NYTimes | Those
who make the Very Large Mistake (of thinking they know enough about the
nature of the physical to know that consciousness can’t be physical)
tend to split into two groups. Members of the first group remain
unshaken in their belief that consciousness exists, and conclude that
there must be some sort of nonphysical stuff: They tend to become
“dualists.” Members of the second group, passionately committed to the
idea that everything is physical, make the most extraordinary move that
has ever been made in the history of human thought. They deny the
existence of consciousness: They become “eliminativists.”
This
amazing phenomenon (the denial of the existence of consciousness) is a
subject for another time. The present point — it’s worth repeating many
times — is that no one has to react in either of these ways. All they
have to do is grasp the fundamental respect in which we don’t know the
intrinsic nature of physical stuff in spite of all that physics tells
us. In particular, we don’t know anything about the physical that gives
us good reason to think that consciousness can’t be wholly physical.
It’s worth adding that one can fully accept this even if one is
unwilling to agree with Russell that in having conscious experience we
thereby know something about the intrinsic nature of physical reality.
So
the hard problem is the problem of matter (physical stuff in general).

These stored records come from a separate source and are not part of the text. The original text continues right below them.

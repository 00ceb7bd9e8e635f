//! Reading the link graph around one issue.

use crate::engine::Engine;
use crate::error::Result;
use crate::model::{Issue, IssueKind, Link, LinkId, LinkType};
use serde::Serialize;

/// A link as shown by the diagnostics view.
#[derive(Debug, Clone, Serialize)]
#[serde(rename_all = "camelCase")]
pub struct LinkView {
    pub id: Option<LinkId>,
    #[serde(rename = "type")]
    pub type_name: String,
    pub inward_key: String,
    pub outward_key: String,
}

impl From<&Link> for LinkView {
    fn from(link: &Link) -> Self {
        Self {
            id: link.id.clone(),
            type_name: link.link_type.name.clone(),
            inward_key: link.inward_key.clone(),
            outward_key: link.outward_key.clone(),
        }
    }
}

/// An issue's links as seen through both tracker read paths.
#[derive(Debug, Clone, Serialize)]
#[serde(rename_all = "camelCase")]
pub struct LinkDiagnosis {
    pub key: String,
    pub blocking_link_type: Option<LinkType>,
    pub primary: Vec<LinkView>,
    pub alternate: Vec<LinkView>,
}

pub struct LinkGraphReader<'a> {
    engine: &'a Engine,
}

impl<'a> LinkGraphReader<'a> {
    pub fn new(engine: &'a Engine) -> Self {
        Self { engine }
    }

    /// Fetch an issue with its links through the primary read path.
    pub async fn fetch_with_links(&self, key: &str) -> Result<Issue> {
        let grouping = self.engine.grouping_field().resolve().await?;
        Ok(self.engine.tracker().issue(key, &grouping).await?)
    }

    /// Links of `key` through the alternate read path.
    pub async fn alternate_links(&self, key: &str) -> Result<Vec<Link>> {
        Ok(self.engine.tracker().issue_links_alternate(key).await?)
    }

    pub async fn kind_of(&self, key: &str) -> Result<IssueKind> {
        let issue = self.fetch_with_links(key).await?;
        Ok(self.engine.vocabulary().classify(&issue.issue_type))
    }

    /// Delete every `link_type` link between `holder` and `partner`, using
    /// the ids of `holder`'s primary read and then, for whatever survived,
    /// those of its alternate read.
    ///
    /// Returns true only when no matching link is left: each one had an id
    /// on some read path and its deletion succeeded. Failures are logged,
    /// never raised.
    pub async fn delete_between(&self, holder: &str, partner: &str, link_type: &LinkType) -> bool {
        match self.fetch_with_links(holder).await {
            Ok(issue) => {
                if self.delete_matching(&issue.links, holder, partner, link_type).await {
                    return true;
                }
            }
            Err(e) => {
                tracing::warn!(holder = %holder, error = %e, "primary link read failed");
            }
        }
        match self.alternate_links(holder).await {
            Ok(links) => self.delete_matching(&links, holder, partner, link_type).await,
            Err(e) => {
                tracing::warn!(holder = %holder, error = %e, "alternate link read failed");
                false
            }
        }
    }

    /// True when every matching link in `links` had an id and was deleted.
    async fn delete_matching(
        &self,
        links: &[Link],
        holder: &str,
        partner: &str,
        link_type: &LinkType,
    ) -> bool {
        let mut clean = true;
        for link in links
            .iter()
            .filter(|l| l.is_type(link_type) && l.joins(holder, partner))
        {
            let Some(id) = &link.id else {
                tracing::debug!(holder = %holder, partner = %partner, "matching link has no id on this read path");
                clean = false;
                continue;
            };
            if let Err(e) = self.engine.tracker().delete_link(id).await {
                tracing::warn!(link_id = %id, holder = %holder, partner = %partner, error = %e, "link deletion failed");
                clean = false;
            }
        }
        clean
    }

    pub async fn diagnose(&self, key: &str) -> Result<LinkDiagnosis> {
        let blocking = self
            .engine
            .link_types()
            .resolve(&self.engine.vocabulary().blocking_label)
            .await?;
        let issue = self.fetch_with_links(key).await?;
        let alternate = self.alternate_links(key).await?;
        Ok(LinkDiagnosis {
            key: key.to_string(),
            blocking_link_type: blocking,
            primary: issue.links.iter().map(LinkView::from).collect(),
            alternate: alternate.iter().map(LinkView::from).collect(),
        })
    }
}
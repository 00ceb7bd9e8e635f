//! The narrow contract the engine uses to talk to the issue tracker.
//!
//! Implementations normalize the tracker's wire shapes before returning:
//! every [`Link`] has both ends filled in and a typed optional [`LinkId`],
//! whichever field name the tracker used for it.

use crate::error::TrackerResult;
use crate::model::{
    Account, FieldDef, FieldOptions, GroupingField, Issue, Link, LinkId, LinkType, SearchPage,
    Transition,
};

#[async_trait::async_trait]
pub trait Tracker: Send + Sync {
    /// Read an issue with type, status, summary, grouping, parent and links
    /// through the primary API surface.
    async fn issue(&self, key: &str, grouping: &GroupingField) -> TrackerResult<Issue>;

    /// Read only an issue's links through the alternate API surface, which
    /// may expose link ids the primary surface omitted.
    async fn issue_links_alternate(&self, key: &str) -> TrackerResult<Vec<Link>>;

    /// Partial update of an issue's fields.
    async fn update_fields(&self, key: &str, fields: serde_json::Value) -> TrackerResult<()>;

    async fn create_link(
        &self,
        link_type: &str,
        inward_key: &str,
        outward_key: &str,
    ) -> TrackerResult<()>;

    async fn delete_link(&self, id: &LinkId) -> TrackerResult<()>;

    async fn link_types(&self) -> TrackerResult<Vec<LinkType>>;

    async fn fields(&self) -> TrackerResult<Vec<FieldDef>>;

    /// One page of a search. `page_token` is the cursor returned by the
    /// previous page.
    async fn search_page(
        &self,
        query: &str,
        grouping: &GroupingField,
        page_size: u32,
        page_token: Option<&str>,
    ) -> TrackerResult<SearchPage>;

    async fn transitions(&self, key: &str) -> TrackerResult<Vec<Transition>>;

    async fn transition(&self, key: &str, transition_id: &str) -> TrackerResult<()>;

    async fn add_comment(&self, key: &str, text: &str) -> TrackerResult<()>;

    async fn field_options(&self, key: &str, field_id: &str) -> TrackerResult<FieldOptions>;

    async fn myself(&self) -> TrackerResult<Account>;

    /// Drain a search across all pages.
    ///
    /// Stops on a page flagged last, an empty page, or a page without a
    /// continuation token.
    async fn search_all(
        &self,
        query: &str,
        grouping: &GroupingField,
        page_size: u32,
    ) -> TrackerResult<Vec<Issue>> {
        let mut issues = Vec::new();
        let mut token: Option<String> = None;
        loop {
            let page = self
                .search_page(query, grouping, page_size, token.as_deref())
                .await?;
            let empty = page.issues.is_empty();
            issues.extend(page.issues);
            if page.is_last || empty {
                break;
            }
            match page.next_page_token {
                Some(next) if !next.is_empty() => token = Some(next),
                _ => break,
            }
        }
        Ok(issues)
    }
}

If physics made any claim that couldn’t be squared with the fact that
our conscious experience is brain activity, then I believe that claim
would be false. But physics doesn’t do any such thing. It’s not the
physics picture of matter that’s the problem; it’s the ordinary everyday
picture of matter. It’s ironic that the people who are most likely to
doubt or deny the existence of consciousness (on the ground that
everything is physical, and that consciousness can’t possibly be
physical) are also those who are most insistent on the primacy of
science, because it is precisely science that makes the key point shine
most brightly: the point that there is a fundamental respect in which
ultimate intrinsic nature of the stuff of the universe is unknown to us —
except insofar as it is consciousness.